Secularism (isl.)

 
 Citation link: Secularism (isl.)  

(Turk. Dünyevileşme)

Secularism is a belief that denies the referential character of the world and of earthly life to a divine world in the afterlife. It must be distinguished from secularity in the sense of a separation of state and religion. In the Islamic view, all that is worldly – earthly life included – apart from its obvious reality, also serves as a mediator referring to a greater reality. Secularism, however, states that human beings are not able to grasp the true significance and the value of the world and of earthly life. Viewed from this standpoint, secularism is a phenomenon that results from a reversal of means and ends. In the view of Islam, the world was created through God’s will for a particular purpose, and it has a religious significance and a religious value. While earthly life is transitory and referential, it is not an illusion, and it is not unimportant. For just as nothing can exist independently of God’s will, nothing was created without meaning, either. Accordingly, we human beings should not turn our backs on the world but rather consider life on earth as the unique opportunity to earn the joys of a happier, continued life in the hereafter.

According to the Qur’an, this perspective on earthly life and the orientation towards a destination in the hereafter also help the human individual prefer the lasting over the transitory, for temporary, earthly life is a trial in the preparatory phase for life in the hereafter. Thus, the meaning and value of earthly life cannot be conceived in isolation from a life in the hereafter. Because the reality of earthly life is transitory, its meaning and its value are oriented towards eternal life in the hereafter. With its realistic stance, both towards the world and towards the afterlife, Islam sees a real relationship between the two: Transitory, earthly life, as a time of preparation and trial for life in the hereafter that represents eternal reality must be vested with living reality.

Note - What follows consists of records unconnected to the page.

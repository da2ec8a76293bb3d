use chrono::{DateTime, Utc};
use kernel::model::{id::UserId, role::Role, user::User};
use shared::error::AppError;
use std::str::FromStr;

// 認証に使う最小限の行
#[derive(sqlx::FromRow)]
pub struct UserPasswordRow {
    pub user_id: UserId,
    pub password_hash: String,
}

#[derive(sqlx::FromRow)]
pub struct UserRow {
    pub user_id: UserId,
    pub user_name: String,
    pub email: String,
    pub phone: Option<String>,
    pub role_name: String,
    pub created_at: DateTime<Utc>,
}

impl TryFrom<UserRow> for User {
    type Error = AppError;

    fn try_from(value: UserRow) -> Result<Self, Self::Error> {
        let UserRow {
            user_id,
            user_name,
            email,
            phone,
            role_name,
            created_at,
        } = value;
        Ok(User {
            user_id,
            user_name,
            email,
            phone,
            role: Role::from_str(&role_name)
                .map_err(|e| AppError::ConversionEntityError(e.to_string()))?,
            created_at,
        })
    }
}
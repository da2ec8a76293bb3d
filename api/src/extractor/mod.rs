use axum::{extract::FromRequestParts, http::request::Parts, RequestPartsExt};
use axum_extra::{
    headers::{authorization::Bearer, Authorization},
    TypedHeader,
};
use kernel::model::{auth::AccessToken, id::UserId, user::User};
use registry::AppRegistry;
use shared::error::AppError;

// Bearer トークンを検証し、ログイン中のユーザーをハンドラへ渡す
pub struct AuthorizedUser {
    pub access_token: AccessToken,
    pub user: User,
}

impl AuthorizedUser {
    pub fn id(&self) -> UserId {
        self.user.user_id
    }

    pub fn is_admin(&self) -> bool {
        self.user.is_admin()
    }
}

#[axum::async_trait]
impl FromRequestParts<AppRegistry> for AuthorizedUser {
    type Rejection = AppError;

    async fn from_request_parts(
        parts: &mut Parts,
        registry: &AppRegistry,
    ) -> Result<Self, Self::Rejection> {
        // Authorization ヘッダーが無い・形式不正なら 401
        let TypedHeader(Authorization(bearer)) = parts
            .extract::<TypedHeader<Authorization<Bearer>>>()
            .await
            .map_err(|_| AppError::UnauthorizedError)?;

        let access_token = AccessToken(bearer.token().to_string());

        // トークンからユーザー ID を引く。期限切れ・未知のトークンは 403
        let user_id = registry
            .auth_repository()
            .fetch_user_id_from_token(&access_token)
            .await?
            .ok_or(AppError::UnauthenticatedError)?;

        let user = registry
            .user_repository()
            .find_current_user(user_id)
            .await?
            .ok_or(AppError::UnauthenticatedError)?;

        Ok(Self { access_token, user })
    }
}
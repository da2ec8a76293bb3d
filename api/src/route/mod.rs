pub mod auth;
pub mod booking;
pub mod health;
pub mod resource;
pub mod user;
pub mod v1;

In the view of Islam, secularism cannot – to put it simply – grasp the non-transitory significance of transitory human life on earth; thus, it considers earthly life not as a time of preparation or trial for eternal life in the hereafter, and it is not in a position to view it as such. Transitory, earthly life thus takes the place of eternal life in the hereafter, and the human being must make do without a transcendent, existential significance that goes beyond earthly life. To understand and live earthly life in the absence of a transcendent meaning means that the human individual is in an epistemological and ethical daze. And this, in turn, means that the human individual grasps and lives earthly life without God, and without the destination charted through His wisdom, creating an estrangement from one’s own, innermost essence.